Human polyomavirus JC virus (JCV) is the causative agent of the demyelinating disorder progressive multifocal leukoencephalopathy (PML). In vivo the cellular tropism of JCV has been shown to be very narrow, and replication appears to be essentially restricted to oligodendrocytes. To investigate the detail cellular tropism of JCV, we employed transfection, microinjection and CAT assays using JCV permissive cells, and several non-permissive cell lines. IMR-32 (human neuroblastoma cells) was permissive for IMR-32 adapted JC virus.

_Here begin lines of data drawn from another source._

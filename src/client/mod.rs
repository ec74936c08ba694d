//! Client core for Taskify frontends: a typed HTTP client, the auth session
//! and the in-memory task board.
//!
//! Every remote failure is returned to the caller unchanged. Nothing here
//! retries.

pub mod api;
pub mod board;
pub mod session;

use thiserror::Error;

pub use api::{ApiClient, AuthApi, TaskApi, TaskPage};
pub use board::{BoardFilter, Notice, TaskBoard, MAX_NOTICES};
pub use session::{sign_out_on_rejection, FileTokenStorage, MemoryTokenStorage, Session, TokenStorage};

#[derive(Debug, Error)]
pub enum ClientError {
    /// The server rejected the credentials or token (HTTP 401).
    #[error("{0}")]
    Authentication(String),
    #[error("{message}")]
    Api { status: u16, message: String },
    #[error("request failed: {0}")]
    Transport(#[from] reqwest::Error),
    #[error("token storage failed: {0}")]
    Storage(#[from] std::io::Error),
}

impl ClientError {
    pub fn is_authentication(&self) -> bool {
        matches!(self, ClientError::Authentication(_))
    }
}

pub type ClientResult<T> = Result<T, ClientError>;
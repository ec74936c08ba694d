use std::sync::LazyLock;

use chrono::{DateTime, Utc};
use mongodb::bson::{oid::ObjectId, DateTime as BsonDateTime};
use regex::Regex;
use serde::{Deserialize, Serialize};

use super::{required_text, to_utc, ValidationError};

pub const NAME_MAX: usize = 50;
pub const PASSWORD_MIN: usize = 6;

#[derive(Debug, Clone, Copy, Default, PartialEq, Eq, Hash, Serialize, Deserialize)]
#[serde(rename_all = "lowercase")]
pub enum Role {
    #[default]
    User,
    Admin,
}

/// A user account as stored in the `users` collection. `password` holds a
/// bcrypt hash and never leaves the server.
#[derive(Debug, Clone, PartialEq, Serialize, Deserialize)]
#[serde(rename_all = "camelCase")]
pub struct User {
    #[serde(rename = "_id")]
    pub id: ObjectId,
    pub name: String,
    pub email: String,
    pub password: String,
    #[serde(default, skip_serializing_if = "Option::is_none")]
    pub avatar: Option<String>,
    #[serde(default)]
    pub role: Role,
    #[serde(default, skip_serializing_if = "Option::is_none")]
    pub last_login: Option<BsonDateTime>,
    pub created_at: BsonDateTime,
    pub updated_at: BsonDateTime,
}

/// The display projection used when a task reference is expanded.
#[derive(Debug, Clone, PartialEq, Eq, Serialize, Deserialize)]
pub struct UserSummary {
    #[serde(rename = "_id")]
    pub id: String,
    pub name: String,
    pub email: String,
    #[serde(default)]
    pub avatar: Option<String>,
}

/// A user account without its credentials.
#[derive(Debug, Clone, PartialEq, Eq, Serialize, Deserialize)]
#[serde(rename_all = "camelCase")]
pub struct UserProfile {
    #[serde(rename = "_id")]
    pub id: String,
    pub name: String,
    pub email: String,
    #[serde(default)]
    pub avatar: Option<String>,
    pub role: Role,
    #[serde(default)]
    pub last_login: Option<DateTime<Utc>>,
    pub created_at: DateTime<Utc>,
}

/// Editable profile fields. Absent fields stay as they are; an empty
/// `avatar` clears it.
#[derive(Debug, Clone, Default, PartialEq, Eq, Serialize, Deserialize)]
pub struct ProfileUpdate {
    #[serde(default, skip_serializing_if = "Option::is_none")]
    pub name: Option<String>,
    #[serde(default, skip_serializing_if = "Option::is_none")]
    pub email: Option<String>,
    #[serde(default, skip_serializing_if = "Option::is_none")]
    pub avatar: Option<String>,
}

impl User {
    /// Validates and applies `update`. Nothing is changed on error.
    pub fn apply_profile(&mut self, update: &ProfileUpdate, now: BsonDateTime) -> Result<(), ValidationError> {
        let name = update.name.as_deref().map(validate_name).transpose()?;
        let email = update.email.as_deref().map(normalize_email).transpose()?;
        if let Some(name) = name {
            self.name = name;
        }
        if let Some(email) = email {
            self.email = email;
        }
        if let Some(avatar) = &update.avatar {
            let avatar = avatar.trim();
            self.avatar = (!avatar.is_empty()).then(|| avatar.to_string());
        }
        self.updated_at = now;
        Ok(())
    }

    pub fn summary(&self) -> UserSummary {
        UserSummary {
            id: self.id.to_hex(),
            name: self.name.clone(),
            email: self.email.clone(),
            avatar: self.avatar.clone(),
        }
    }

    pub fn profile(&self) -> UserProfile {
        UserProfile {
            id: self.id.to_hex(),
            name: self.name.clone(),
            email: self.email.clone(),
            avatar: self.avatar.clone(),
            role: self.role,
            last_login: self.last_login.map(to_utc),
            created_at: to_utc(self.created_at),
        }
    }

    pub fn is_admin(&self) -> bool {
        self.role == Role::Admin
    }
}

pub fn validate_name(name: &str) -> Result<String, ValidationError> {
    required_text(
        "name",
        name,
        NAME_MAX,
        "Name is required",
        "Name cannot be more than 50 characters",
    )
}

/// `local@label.label.tld`, matched after lower-casing. Domain labels may not
/// start or end with a hyphen and the top-level label is at least two letters.
static EMAIL_PATTERN: LazyLock<Regex> = LazyLock::new(|| {
    Regex::new(r"^[a-z0-9._%+-]+@(?:[a-z0-9](?:[a-z0-9-]*[a-z0-9])?\.)+[a-z]{2,}$")
        .expect("email pattern is valid")
});

/// Lower-cases and trims the address before checking its shape.
pub fn normalize_email(email: &str) -> Result<String, ValidationError> {
    let email = email.trim().to_lowercase();
    if email.is_empty() {
        return Err(ValidationError::new("email", "Email is required"));
    }
    if !EMAIL_PATTERN.is_match(&email) {
        return Err(ValidationError::new("email", "Please enter a valid email"));
    }
    Ok(email)
}

pub fn validate_password(password: &str) -> Result<(), ValidationError> {
    if password.chars().count() < PASSWORD_MIN {
        return Err(ValidationError::new(
            "password",
            "Password must be at least 6 characters",
        ));
    }
    Ok(())
}
// src/auth.rs

use std::future::Future;
use std::pin::Pin;
use std::rc::Rc;
use std::task::{Context, Poll};

use actix_web::{
    body::{BoxBody, MessageBody},
    dev::{Payload, Service, ServiceRequest, ServiceResponse, Transform},
    http, web, Error, FromRequest, HttpMessage, HttpRequest, HttpResponse, ResponseError,
};
use bcrypt::{hash, verify};
use chrono::{Duration, Utc};
use futures::future::{ok, LocalBoxFuture, Ready};
use jsonwebtoken::{decode, encode, DecodingKey, EncodingKey, Header, Validation};
use log::{info, warn};
use mongodb::bson::{oid::ObjectId, DateTime as BsonDateTime};
use serde::{Deserialize, Serialize};
use thiserror::Error;
use uuid::Uuid;

use crate::app_state::AppState;
use crate::error::{ApiError, Envelope};
use crate::models::user::{normalize_email, validate_name, validate_password};
use crate::models::{ProfileUpdate, Role, User, UserProfile};
use crate::policy::Actor;

#[derive(Debug, Clone, Serialize, Deserialize)]
pub struct Claims {
    pub sub: String,
    pub exp: usize,
    /// Token id, remembered on logout so the token stops working.
    pub jti: String,
}

#[derive(Debug, Error)]
pub enum TokenError {
    #[error("token error: {0}")]
    Jwt(#[from] jsonwebtoken::errors::Error),
    #[error("password hashing error: {0}")]
    Hash(#[from] bcrypt::BcryptError),
}

// JWT Creation
pub fn create_jwt(user_id: &ObjectId, secret: &str, expires_hours: i64) -> Result<(String, Claims), TokenError> {
    let expiration = Utc::now() + Duration::hours(expires_hours);
    let claims = Claims {
        sub: user_id.to_hex(),
        exp: expiration.timestamp() as usize,
        jti: Uuid::new_v4().to_string(),
    };
    let token = encode(&Header::default(), &claims, &EncodingKey::from_secret(secret.as_ref()))?;
    Ok((token, claims))
}

// JWT Validation
pub fn validate_jwt(token: &str, secret: &str) -> Result<Claims, TokenError> {
    let token_data = decode::<Claims>(
        token,
        &DecodingKey::from_secret(secret.as_ref()),
        &Validation::default(),
    )?;
    Ok(token_data.claims)
}

/* -------------------------------------------------------------------------- */
/* Middleware                                                                 */
/* -------------------------------------------------------------------------- */

/// Verifies `Authorization: Bearer <token>` when present and stores the
/// [`Claims`] in the request extensions. Requests without the header pass
/// through; handlers that need an identity reject them via [`Authenticated`].
#[derive(Debug, Clone)]
pub struct Authentication {
    secret: Rc<String>,
}

impl Authentication {
    pub fn new(secret: impl Into<String>) -> Self {
        Self {
            secret: Rc::new(secret.into()),
        }
    }
}

impl<S, B> Transform<S, ServiceRequest> for Authentication
where
    S: Service<ServiceRequest, Response = ServiceResponse<B>, Error = Error>,
    S::Future: 'static,
    B: MessageBody + 'static,
{
    type Response = ServiceResponse<BoxBody>;
    type Error = Error;
    type Transform = AuthMiddleware<S>;
    type InitError = ();
    type Future = Ready<Result<Self::Transform, Self::InitError>>;

    fn new_transform(&self, service: S) -> Self::Future {
        ok(AuthMiddleware {
            service,
            secret: Rc::clone(&self.secret),
        })
    }
}

pub struct AuthMiddleware<S> {
    service: S,
    secret: Rc<String>,
}

impl<S, B> Service<ServiceRequest> for AuthMiddleware<S>
where
    S: Service<ServiceRequest, Response = ServiceResponse<B>, Error = Error>,
    S::Future: 'static,
    B: MessageBody + 'static,
{
    type Response = ServiceResponse<BoxBody>;
    type Error = Error;
    type Future = Pin<Box<dyn Future<Output = Result<Self::Response, Self::Error>>>>;

    fn poll_ready(&self, cx: &mut Context<'_>) -> Poll<Result<(), Self::Error>> {
        self.service.poll_ready(cx)
    }

    fn call(&self, req: ServiceRequest) -> Self::Future {
        let bearer = req
            .headers()
            .get(http::header::AUTHORIZATION)
            .and_then(|value| value.to_str().ok())
            .and_then(|value| value.strip_prefix("Bearer "))
            .map(|token| token.trim().to_string());

        if let Some(token) = bearer {
            match validate_jwt(&token, &self.secret) {
                Ok(claims) => {
                    req.extensions_mut().insert(claims);
                }
                Err(e) => {
                    warn!("Rejected bearer token: {}", e);
                    let (req_parts, _payload) = req.into_parts();
                    let resp = ApiError::Authentication("Not authorized, token failed".into())
                        .error_response()
                        .map_into_boxed_body();
                    let srv_resp = ServiceResponse::new(req_parts, resp);
                    return Box::pin(async move { Ok(srv_resp) });
                }
            }
        }

        let fut = self.service.call(req);
        Box::pin(async move {
            let res = fut.await?;
            Ok(res.map_into_boxed_body())
        })
    }
}

/* -------------------------------------------------------------------------- */
/* Extractor                                                                  */
/* -------------------------------------------------------------------------- */

/// The caller of a protected endpoint: the verified token plus the current
/// user record it names.
#[derive(Debug, Clone)]
pub struct Authenticated {
    pub user: User,
    pub claims: Claims,
}

impl Authenticated {
    pub fn actor(&self) -> Actor {
        Actor {
            id: self.user.id,
            role: self.user.role,
        }
    }
}

impl FromRequest for Authenticated {
    type Error = ApiError;
    type Future = LocalBoxFuture<'static, Result<Self, Self::Error>>;

    fn from_request(req: &HttpRequest, _payload: &mut Payload) -> Self::Future {
        let claims = req.extensions().get::<Claims>().cloned();
        let state = req.app_data::<web::Data<AppState>>().cloned();

        Box::pin(async move {
            let claims =
                claims.ok_or_else(|| ApiError::Authentication("Not authorized, no token".into()))?;
            let state = state
                .ok_or_else(|| ApiError::internal("Authentication failed", "application state missing"))?;

            let revoked = state
                .repo
                .is_token_revoked(&claims.jti)
                .await
                .map_err(|e| ApiError::internal("Error checking token", e))?;
            if revoked {
                return Err(ApiError::Authentication("Token has been revoked".into()));
            }

            let user_id = ObjectId::parse_str(&claims.sub)
                .map_err(|_| ApiError::Authentication("Not authorized, token failed".into()))?;
            let user = state
                .repo
                .find_user(user_id)
                .await
                .map_err(|e| ApiError::internal("Error loading user", e))?
                .ok_or_else(|| ApiError::Authentication("User no longer exists".into()))?;

            Ok(Authenticated { user, claims })
        })
    }
}

/* -------------------------------------------------------------------------- */
/* Handlers                                                                   */
/* -------------------------------------------------------------------------- */

#[derive(Debug, Clone, Serialize, Deserialize)]
pub struct RegisterInfo {
    #[serde(default)]
    pub name: String,
    #[serde(default)]
    pub email: String,
    #[serde(default)]
    pub password: String,
}

#[derive(Debug, Clone, Serialize, Deserialize)]
pub struct LoginInfo {
    #[serde(default)]
    pub email: String,
    #[serde(default)]
    pub password: String,
}

#[derive(Debug, Clone, Serialize, Deserialize)]
#[serde(rename_all = "camelCase")]
pub struct ChangePasswordRequest {
    #[serde(default)]
    pub current_password: String,
    #[serde(default)]
    pub new_password: String,
}

/// Body returned by register and login.
#[derive(Debug, Clone, Serialize, Deserialize)]
pub struct AuthResponse {
    pub success: bool,
    pub message: String,
    pub token: String,
    pub user: UserProfile,
}

async fn hash_password(password: String, cost: u32) -> Result<String, ApiError> {
    web::block(move || hash(password, cost))
        .await
        .map_err(|e| ApiError::internal("Error hashing password", e))?
        .map_err(|e| ApiError::internal("Error hashing password", e))
}

async fn password_matches(password: String, hashed: String) -> Result<bool, ApiError> {
    web::block(move || verify(password, &hashed))
        .await
        .map_err(|e| ApiError::internal("Error verifying password", e))?
        .map_err(|e| ApiError::internal("Error verifying password", e))
}

fn issue_token(data: &AppState, user: &User) -> Result<String, ApiError> {
    create_jwt(&user.id, &data.config.jwt_secret, data.config.jwt_expires_hours)
        .map(|(token, _)| token)
        .map_err(|e| ApiError::internal("Error issuing token", e))
}

/// POST /api/auth/register
/// Creates an account and signs it in.
pub async fn register(
    data: web::Data<AppState>,
    info: web::Json<RegisterInfo>,
) -> Result<HttpResponse, ApiError> {
    let info = info.into_inner();
    let name = validate_name(&info.name)?;
    let email = normalize_email(&info.email)?;
    validate_password(&info.password)?;

    let existing = data
        .repo
        .find_user_by_email(&email)
        .await
        .map_err(|e| ApiError::internal("Error registering user", e))?;
    if existing.is_some() {
        return Err(ApiError::Validation("User already exists with this email".into()));
    }

    let now = BsonDateTime::now();
    let user = User {
        id: ObjectId::new(),
        name,
        email,
        password: hash_password(info.password, data.config.bcrypt_cost).await?,
        avatar: None,
        role: Role::User,
        last_login: Some(now),
        created_at: now,
        updated_at: now,
    };
    data.repo
        .insert_user(&user)
        .await
        .map_err(|e| ApiError::storage("Error registering user", e))?;
    info!("User registered: {}", user.id);

    let token = issue_token(&data, &user)?;
    Ok(HttpResponse::Created().json(AuthResponse {
        success: true,
        message: "User registered successfully".into(),
        token,
        user: user.profile(),
    }))
}

/// POST /api/auth/login
pub async fn login(
    data: web::Data<AppState>,
    info: web::Json<LoginInfo>,
) -> Result<HttpResponse, ApiError> {
    let info = info.into_inner();
    if info.email.trim().is_empty() || info.password.is_empty() {
        return Err(ApiError::Validation("Please provide email and password".into()));
    }
    let invalid = || ApiError::Authentication("Invalid credentials".into());

    let email = normalize_email(&info.email).map_err(|_| invalid())?;
    let mut user = data
        .repo
        .find_user_by_email(&email)
        .await
        .map_err(|e| ApiError::internal("Error logging in", e))?
        .ok_or_else(invalid)?;
    if !password_matches(info.password, user.password.clone()).await? {
        return Err(invalid());
    }

    let now = BsonDateTime::now();
    data.repo
        .record_login(user.id, now)
        .await
        .map_err(|e| ApiError::internal("Error logging in", e))?;
    user.last_login = Some(now);
    user.updated_at = now;

    let token = issue_token(&data, &user)?;
    Ok(HttpResponse::Ok().json(AuthResponse {
        success: true,
        message: "Login successful".into(),
        token,
        user: user.profile(),
    }))
}

/// GET /api/auth/me
pub async fn me(auth: Authenticated) -> HttpResponse {
    HttpResponse::Ok().json(Envelope::data(auth.user.profile()))
}

/// POST /api/auth/logout
/// Revokes the presented token until it would have expired.
pub async fn logout(
    auth: Authenticated,
    data: web::Data<AppState>,
) -> Result<HttpResponse, ApiError> {
    let expires_at = BsonDateTime::from_millis((auth.claims.exp as i64).saturating_mul(1000));
    data.repo
        .revoke_token(&auth.claims.jti, expires_at)
        .await
        .map_err(|e| ApiError::internal("Error logging out", e))?;
    Ok(HttpResponse::Ok().json(Envelope::message("Logged out successfully")))
}

/// PUT /api/auth/profile
pub async fn update_profile(
    auth: Authenticated,
    data: web::Data<AppState>,
    payload: web::Json<ProfileUpdate>,
) -> Result<HttpResponse, ApiError> {
    let mut user = auth.user;
    user.apply_profile(&payload, BsonDateTime::now())?;
    data.repo
        .replace_user(&user)
        .await
        .map_err(|e| ApiError::storage("Error updating profile", e))?;
    Ok(HttpResponse::Ok().json(Envelope::with_message("Profile updated successfully", user.profile())))
}

/// PUT /api/auth/password
pub async fn change_password(
    auth: Authenticated,
    data: web::Data<AppState>,
    payload: web::Json<ChangePasswordRequest>,
) -> Result<HttpResponse, ApiError> {
    let payload = payload.into_inner();
    validate_password(&payload.new_password)?;

    let mut user = auth.user;
    if !password_matches(payload.current_password, user.password.clone()).await? {
        return Err(ApiError::Validation("Current password is incorrect".into()));
    }
    user.password = hash_password(payload.new_password, data.config.bcrypt_cost).await?;
    user.updated_at = BsonDateTime::now();
    data.repo
        .replace_user(&user)
        .await
        .map_err(|e| ApiError::internal("Error changing password", e))?;
    Ok(HttpResponse::Ok().json(Envelope::message("Password updated successfully")))
}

A431 (human epidermoid carcinoma) and COS-7 (a SV40 transformed African green monkey kidney cell line) were used as non-permissive cells. Employing infection it could be confirmed that the virus proliferated in IMR-32, but not in A431 and COS-7 cells as measured by immunofluorescence methods. However, after microinjection of IMR-32 adapted JCV it could be shown that virus could replicate not only in IMR-32 but also in COS-7 cells. Virus could not be replicated in A431 cells. Using CAT assays the regulatory region of IMR-32 adapted JCV was shown to be active in IMR-32 and COS-7 cells, but inactive in A431 cells. The result suggests that nuclear transcription factors are also determinant of JCV cell tropism in vivo in addition to specific cellular receptors.